Another discrepancy was that the within-visit correlation between variations in SSI and RNFL was not found in the PG group, unlike the strong correlation among normal and GSPPG eyes (
Table 4). The reason may be that among PG eyes, the larger loss of nerve fibers or decrease in microtubule content makes reflectance less directional. So change occurs in SSI mainly due to scatter defocus or beam blocking, which does not alter the contrast between RNFL and GCL; therefore, segmentation is not affected. The lack of SSI-RNFL correlation in PG group suggests that direct compensation of SSI for glaucoma progression analysis is not recommended.
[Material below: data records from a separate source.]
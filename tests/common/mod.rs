//! Shared helpers for integration tests: reduced consensus parameters, a
//! chain builder that mines real proof of work against them, and a scripted
//! in-process peer.

#![allow(dead_code)]

use std::collections::HashMap;
use std::path::Path;
use std::sync::{Arc, Mutex};
use std::time::Duration;

use async_trait::async_trait;
use tokio::sync::{mpsc, oneshot};
use tokio::task::JoinHandle;
use tokio_util::sync::CancellationToken;

use maza_spv::consensus::compact;
use maza_spv::error::NetworkResult;
use maza_spv::{
    BlockHash, ChainParams, Config, DifficultyEngine, HashedHeader, Header, HeaderAnnouncement,
    HeaderStore, Peer, PeerId, PeerRequest, PeerResponse, SpvEvent, SyncWorker,
};

pub const BASE_TIME: u32 = 1_400_000_000;

/// Consensus parameters scaled down so tests mine blocks in a few hash
/// attempts and cross chunk boundaries quickly.
pub fn easy_params() -> ChainParams {
    ChainParams {
        genesis_bits: 0x1fffffff,
        start_bits: 0x1f7fffff,
        max_target: compact::bits_to_target(0x1fffffff),
        target_spacing: 120,
        target_timespan: 480,
        averaging_intervals: 5,
        max_adjust_up: 15,
        max_adjust_down: 20,
        dgw_activation_height: 1000,
        dgw_past_blocks: 6,
        chunk_size: 8,
    }
}

/// Increment the nonce until the header's hash meets `target`.
pub fn mine(mut header: Header, target: primitive_types::U256) -> Header {
    while header.block_hash().as_u256() >= target {
        header.nonce += 1;
    }
    header
}

/// A fully valid chain from genesis, mined against `params`.
pub struct TestChain {
    pub params: ChainParams,
    pub headers: Vec<Header>,
    _dir: tempfile::TempDir,
}

impl TestChain {
    pub fn generate(params: ChainParams, count: u32) -> Self {
        let dir = tempfile::tempdir().expect("tempdir");
        let store = Arc::new(
            HeaderStore::open(dir.path(), params.chunk_size, None).expect("builder store"),
        );
        let engine = DifficultyEngine::new(store.clone(), params);

        let mut headers = Vec::with_capacity(count as usize);
        let mut prev_hash = BlockHash::ZERO;
        for height in 0..count {
            let (bits, target) = engine.get_target(height, None).expect("target");
            let header = mine(
                Header {
                    version: 2,
                    prev_block_hash: prev_hash,
                    merkle_root: [height as u8; 32],
                    timestamp: BASE_TIME + height * params.target_spacing,
                    bits,
                    nonce: 0,
                },
                target,
            );
            store.write(&header, height).expect("builder write");
            prev_hash = header.block_hash();
            headers.push(header);
        }

        Self {
            params,
            headers,
            _dir: dir,
        }
    }

    pub fn hashed(&self, height: u32) -> HashedHeader {
        HashedHeader {
            height,
            header: self.headers[height as usize],
        }
    }

    /// Concatenated raw records for chunk `index`, clamped to the chain's
    /// length.
    pub fn chunk_bytes(&self, index: u32) -> Vec<u8> {
        let chunk_size = self.params.chunk_size as usize;
        let start = index as usize * chunk_size;
        let end = (start + chunk_size).min(self.headers.len());
        self.headers[start..end].iter().flat_map(|h| h.to_bytes()).collect()
    }
}

/// A scripted peer serving headers and chunks from a [`TestChain`].
pub struct MockPeer {
    id: PeerId,
    headers: Vec<Header>,
    chunk_size: u32,
    /// Chunk index -> number of remaining corrupt serves. `u32::MAX` means
    /// always corrupt.
    corrupt_chunks: Mutex<HashMap<u32, u32>>,
    /// Responses are sent this long after the request.
    response_delay: Option<Duration>,
    /// A silent peer never answers; the senders are parked here so the
    /// response channels stay open.
    silent: bool,
    parked: Mutex<Vec<oneshot::Sender<PeerResponse>>>,
    pub requests: Mutex<Vec<PeerRequest>>,
}

impl MockPeer {
    pub fn new(id: &str, chain: &TestChain) -> Self {
        Self {
            id: PeerId::new(id),
            headers: chain.headers.clone(),
            chunk_size: chain.params.chunk_size,
            corrupt_chunks: Mutex::new(HashMap::new()),
            response_delay: None,
            silent: false,
            parked: Mutex::new(Vec::new()),
            requests: Mutex::new(Vec::new()),
        }
    }

    /// Answer every request only after `delay` has elapsed.
    pub fn with_response_delay(mut self, delay: Duration) -> Self {
        self.response_delay = Some(delay);
        self
    }

    /// Never answer, but keep every response channel open.
    pub fn silent(mut self) -> Self {
        self.silent = true;
        self
    }

    /// Serve chunk `index` corrupted for the next `times` requests.
    pub fn corrupt_chunk(self, index: u32, times: u32) -> Self {
        self.corrupt_chunks.lock().unwrap().insert(index, times);
        self
    }

    /// Serve every chunk corrupted, forever.
    pub fn corrupt_all_chunks(self) -> Self {
        let indices: Vec<u32> =
            (0..=(self.headers.len() as u32 / self.chunk_size)).collect();
        {
            let mut corrupt = self.corrupt_chunks.lock().unwrap();
            for index in indices {
                corrupt.insert(index, u32::MAX);
            }
        }
        self
    }

    pub fn request_log(&self) -> Vec<PeerRequest> {
        self.requests.lock().unwrap().clone()
    }

    fn chunk_response(&self, index: u32) -> Vec<u8> {
        let start = (index * self.chunk_size) as usize;
        let end = (start + self.chunk_size as usize).min(self.headers.len());
        let mut raw: Vec<u8> = if start >= end {
            Vec::new()
        } else {
            self.headers[start..end].iter().flat_map(|h| h.to_bytes()).collect()
        };

        let mut corrupt = self.corrupt_chunks.lock().unwrap();
        if let Some(remaining) = corrupt.get_mut(&index) {
            if *remaining > 0 {
                if *remaining != u32::MAX {
                    *remaining -= 1;
                }
                // Zero the bits field of every record so verification
                // fails deterministically.
                for record in raw.chunks_mut(80) {
                    record[72..76].fill(0);
                }
            }
        }
        raw
    }
}

#[async_trait]
impl Peer for MockPeer {
    fn id(&self) -> PeerId {
        self.id.clone()
    }

    async fn send_request(
        &self,
        request: PeerRequest,
    ) -> NetworkResult<oneshot::Receiver<PeerResponse>> {
        self.requests.lock().unwrap().push(request);
        let (tx, rx) = oneshot::channel();
        if self.silent {
            self.parked.lock().unwrap().push(tx);
            return Ok(rx);
        }
        let response = match request {
            PeerRequest::GetHeader {
                height,
            } => PeerResponse::Header(self.headers.get(height as usize).map(|header| {
                HashedHeader {
                    height,
                    header: *header,
                }
            })),
            PeerRequest::GetChunk {
                index,
            } => PeerResponse::Chunk(self.chunk_response(index)),
        };
        match self.response_delay {
            Some(delay) => {
                tokio::spawn(async move {
                    tokio::time::sleep(delay).await;
                    let _ = tx.send(response);
                });
            }
            None => {
                let _ = tx.send(response);
            }
        }
        Ok(rx)
    }
}

/// A running sync worker over a fresh store.
pub struct TestHarness {
    pub store: Arc<HeaderStore>,
    pub announcements: mpsc::UnboundedSender<HeaderAnnouncement>,
    pub events: mpsc::UnboundedReceiver<SpvEvent>,
    pub shutdown: CancellationToken,
    handle: JoinHandle<()>,
}

impl TestHarness {
    pub fn spawn(params: ChainParams, data_dir: &Path) -> Self {
        let config = Config::new(data_dir)
            .with_chunk_sync_gap(10)
            .with_response_wait(Duration::from_millis(100));
        let store = Arc::new(
            HeaderStore::open(&config.data_dir, params.chunk_size, None).expect("store"),
        );
        let (announcement_tx, announcement_rx) = mpsc::unbounded_channel();
        let (worker, events) = SyncWorker::new(store.clone(), params, config, announcement_rx);
        let shutdown = CancellationToken::new();
        let handle = tokio::spawn(worker.run(shutdown.clone()));
        Self {
            store,
            announcements: announcement_tx,
            events,
            shutdown,
            handle,
        }
    }

    pub fn announce(&self, peer: &Arc<MockPeer>, header: HashedHeader) {
        self.announcements
            .send(HeaderAnnouncement {
                peer: peer.clone() as Arc<dyn Peer>,
                header,
            })
            .expect("worker alive");
    }

    /// Wait for the next event, failing the test after five seconds.
    pub async fn next_event(&mut self) -> SpvEvent {
        tokio::time::timeout(Duration::from_secs(5), self.events.recv())
            .await
            .expect("timed out waiting for event")
            .expect("event channel open")
    }

    /// Assert that no event arrives within a short window.
    pub async fn expect_no_event(&mut self) {
        let outcome =
            tokio::time::timeout(Duration::from_millis(300), self.events.recv()).await;
        assert!(outcome.is_err(), "unexpected event: {:?}", outcome);
    }

    pub async fn stop(self) {
        self.shutdown.cancel();
        let _ = self.handle.await;
    }
}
Although compensating for SSI might reduce variation in RNFL thickness in the normal group, it also would make RNFL appear thicker in the PG group; hence, the contrast between PG and N groups would not be improved by SSI-based compensation. Furthermore, monitoring of RNFL thinning over time as a way of measuring glaucoma progression is useful primarily in the PG group. And SSI-based compensation is not necessary in the PG group.
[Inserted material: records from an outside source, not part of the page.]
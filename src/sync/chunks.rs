//! Bulk chunk synchronization.
//!
//! When the announced height is far ahead of the local tip, headers are
//! fetched in fixed-size chunks. Each chunk is decoded and verified as a
//! whole before any of it is persisted, so a failure partway through a
//! chunk never leaves invalid records on disk. A failed chunk steps the
//! index back by one and retries from the previous, presumably still valid
//! boundary; stepping below index zero fails the sync attempt.

use std::sync::Arc;
use std::time::Duration;

use tokio_util::sync::CancellationToken;

use crate::chain::{BlockHash, Header, HEADER_SIZE};
use crate::consensus::DifficultyEngine;
use crate::error::{NetworkError, SyncError, SyncResult, ValidationError};
use crate::network::{Peer, PeerRequest, PeerResponse};
use crate::storage::HeaderStore;
use crate::types::HeaderChain;

pub struct ChunkSyncer {
    store: Arc<HeaderStore>,
    engine: DifficultyEngine,
    response_wait: Duration,
}

impl ChunkSyncer {
    pub fn new(store: Arc<HeaderStore>, engine: DifficultyEngine, response_wait: Duration) -> Self {
        Self {
            store,
            engine,
            response_wait,
        }
    }

    /// Fill the gap between the local tip and `announced_height` chunk by
    /// chunk, ascending.
    pub async fn sync(
        &self,
        peer: &dyn Peer,
        announced_height: u32,
        shutdown: &CancellationToken,
    ) -> SyncResult<()> {
        let chunk_size = self.engine.params().chunk_size;
        let next_height = self.store.tip_height().map_or(0, |tip| tip + 1);
        let min_index = next_height / chunk_size;
        let max_index = announced_height / chunk_size;

        let mut index = min_index as i64;
        while index <= max_index as i64 {
            if shutdown.is_cancelled() {
                return Err(SyncError::Stopped);
            }

            tracing::debug!("requesting chunk {} from {}", index, peer.id());
            let response = super::request(
                peer,
                PeerRequest::GetChunk {
                    index: index as u32,
                },
                self.response_wait,
                shutdown,
            )
            .await?;
            let PeerResponse::Chunk(raw) = response else {
                return Err(NetworkError::UnexpectedResponse(peer.id()).into());
            };

            match self.verify_chunk(index as u32, &raw) {
                Ok(()) => {
                    self.store.write_chunk(index as u32, &raw)?;
                    tracing::debug!("validated chunk {} ({} headers)", index, raw.len() / HEADER_SIZE);
                    index += 1;
                }
                Err(e) => {
                    tracing::warn!("chunk {} from {} failed verification: {}", index, peer.id(), e);
                    index -= 1;
                    if index < 0 {
                        return Err(SyncError::ChunkExhausted);
                    }
                }
            }
        }

        Ok(())
    }

    /// Decode and verify every record of a raw chunk, buffering the decoded
    /// headers so nothing is persisted unless the whole chunk passes.
    fn verify_chunk(&self, index: u32, raw: &[u8]) -> SyncResult<()> {
        if raw.is_empty() || raw.len() % HEADER_SIZE != 0 {
            return Err(ValidationError::MalformedHeader {
                actual: raw.len() % HEADER_SIZE,
            }
            .into());
        }

        let chunk_size = self.engine.params().chunk_size;
        let start_height = index * chunk_size;

        let mut prev_hash = if index == 0 {
            BlockHash::ZERO
        } else {
            self.store
                .read(start_height - 1)?
                .ok_or(ValidationError::MissingHeader {
                    height: start_height - 1,
                })?
                .block_hash()
        };

        let mut verified = HeaderChain::new(start_height);
        for (i, record) in raw.chunks(HEADER_SIZE).enumerate() {
            let height = start_height + i as u32;
            let header = Header::from_bytes(record)?;
            let (bits, target) = self.engine.get_target(height, Some(&verified))?;

            if header.prev_block_hash != prev_hash {
                return Err(ValidationError::LinkageMismatch {
                    height,
                }
                .into());
            }
            if header.bits != bits {
                return Err(ValidationError::BitsMismatch {
                    height,
                    expected: bits,
                    actual: header.bits,
                }
                .into());
            }
            let hash = header.block_hash();
            if hash.as_u256() >= target {
                return Err(ValidationError::ProofOfWorkInsufficient {
                    height,
                }
                .into());
            }

            prev_hash = hash;
            verified.push(header);
        }

        Ok(())
    }
}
Several confounding factors, such as age, race, and other variables, are known to affect RNFL and GCC thickness.
17,22,24–28 Older age also had been linked to lower SSI.
26 In the current study, we did not find a significant correlation between age and SSI.
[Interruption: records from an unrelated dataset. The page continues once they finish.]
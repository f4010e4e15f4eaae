//! Network consensus parameters.

use primitive_types::U256;

use super::compact;

/// Difficulty and chunk parameters for one network.
///
/// Heights below `dgw_activation_height` retarget with the windowed
/// averaging algorithm; heights at or above it use the DGW3 moving-average
/// algorithm.
#[derive(Debug, Clone, Copy)]
pub struct ChainParams {
    /// Compact bits of the genesis header (height 0).
    pub genesis_bits: u32,
    /// Compact bits used before one full averaging window exists.
    pub start_bits: u32,
    /// Ceiling for any retargeted difficulty (the easiest allowed target).
    pub max_target: U256,
    /// Intended seconds between blocks.
    pub target_spacing: u32,
    /// Seconds per retarget interval.
    pub target_timespan: u32,
    /// Averaging window length in retarget intervals.
    pub averaging_intervals: u32,
    /// Maximum difficulty increase per window, percent.
    pub max_adjust_up: u32,
    /// Maximum difficulty decrease per window, percent.
    pub max_adjust_down: u32,
    /// First height governed by the DGW3 retarget.
    pub dgw_activation_height: u32,
    /// DGW3 look-back window in blocks.
    pub dgw_past_blocks: u32,
    /// Number of headers in a bulk sync chunk.
    pub chunk_size: u32,
}

impl ChainParams {
    /// Mazacoin mainnet parameters.
    pub fn mazacoin() -> Self {
        Self {
            genesis_bits: 0x1e0ffff0,
            start_bits: 0x1d03ffff,
            max_target: compact::bits_to_target(0x1e0ffff0),
            target_spacing: 120,
            target_timespan: 480,
            averaging_intervals: 20,
            max_adjust_up: 15,
            max_adjust_down: 20,
            dgw_activation_height: 100_000,
            dgw_past_blocks: 24,
            chunk_size: 2016,
        }
    }

    /// Blocks per retarget interval.
    pub fn retarget_interval(&self) -> u32 {
        self.target_timespan / self.target_spacing
    }

    /// Averaging window length in blocks.
    pub fn averaging_window(&self) -> u32 {
        self.retarget_interval() * self.averaging_intervals
    }

    /// Intended seconds across one averaging window.
    pub fn averaging_timespan(&self) -> u32 {
        self.averaging_window() * self.target_spacing
    }

    /// Lower clamp for the measured window timespan.
    pub fn min_actual_timespan(&self) -> u32 {
        self.averaging_timespan() * (100 - self.max_adjust_up) / 100
    }

    /// Upper clamp for the measured window timespan.
    pub fn max_actual_timespan(&self) -> u32 {
        self.averaging_timespan() * (100 + self.max_adjust_down) / 100
    }
}
//! Configuration for the header sync engine.

use std::path::PathBuf;
use std::time::Duration;

/// Runtime configuration.
///
/// Consensus constants live in [`crate::consensus::ChainParams`]; this
/// covers everything operational.
#[derive(Debug, Clone)]
pub struct Config {
    /// Directory holding the `blockchain_headers` file.
    pub data_dir: PathBuf,

    /// Optional pre-synced header file copied in when the store is first
    /// created. Best effort: a missing or unreadable seed is tolerated.
    pub headers_seed: Option<PathBuf>,

    /// Announcements more than this many blocks ahead of the local tip go
    /// through bulk chunk sync instead of the backward walk.
    pub chunk_sync_gap: u32,

    /// How long to wait on a peer response before logging and re-waiting.
    pub response_wait: Duration,
}

impl Default for Config {
    fn default() -> Self {
        Self {
            data_dir: PathBuf::from("./maza-spv-data"),
            headers_seed: None,
            chunk_sync_gap: 50,
            response_wait: Duration::from_secs(1),
        }
    }
}

impl Config {
    pub fn new(data_dir: impl Into<PathBuf>) -> Self {
        Self {
            data_dir: data_dir.into(),
            ..Self::default()
        }
    }

    pub fn with_headers_seed(mut self, seed: impl Into<PathBuf>) -> Self {
        self.headers_seed = Some(seed.into());
        self
    }

    pub fn with_chunk_sync_gap(mut self, gap: u32) -> Self {
        self.chunk_sync_gap = gap;
        self
    }

    pub fn with_response_wait(mut self, wait: Duration) -> Self {
        self.response_wait = wait;
        self
    }
}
This study has several potential limitations. First of all, the SSI cut-points were determined solely based on repeatability of the measurement under different SSI levels, and the choice of the cut-point is arbitrary, hence there may exist a more optimized cut-point when other factors are considered; also the test comparing repeatability requires same variance across eyes, which may not be met in reality. Secondly, the study used data across multiple tests over multiple visits on both eyes of the participants to compensate for the rather small sample size; correlation and between-visit variation might have a negative effect on the analysis. In an ideal situation, it is preferable to have a large number of same-day repeat sessions on a single eye to evaluate the SSI effect. Additionally, factors other than signal intensity, such as cataract, vitreous floaters, or disc margin delineation algorithm failure,
29 may impact measurement values and lead to increased variability independent of SSI. It also is unknown to what extent measurement variability caused by extreme high and low SSI values affects OCT diagnostic classifications (i.e., green/yellow/red color code), which may complicate interpretation. Finally, although higher SSI values yield improved repeatability, it remains to be determined whether an SSI correction model would improve our ability to track glaucoma progression. Having said that, any advancement that increases our ability to detect true structural changes in GCC and RNFL thickness over time is welcome, and future studies are warranted to determine the role of a SSI thickness-response model in the clinical setting.
In conclusion, higher SSI results in improved repeatability. For the RTVue FD-OCT instrument, we recommend SSI values ≥ 44 for GCC measurements and ≥ 37 for RNFL measurements.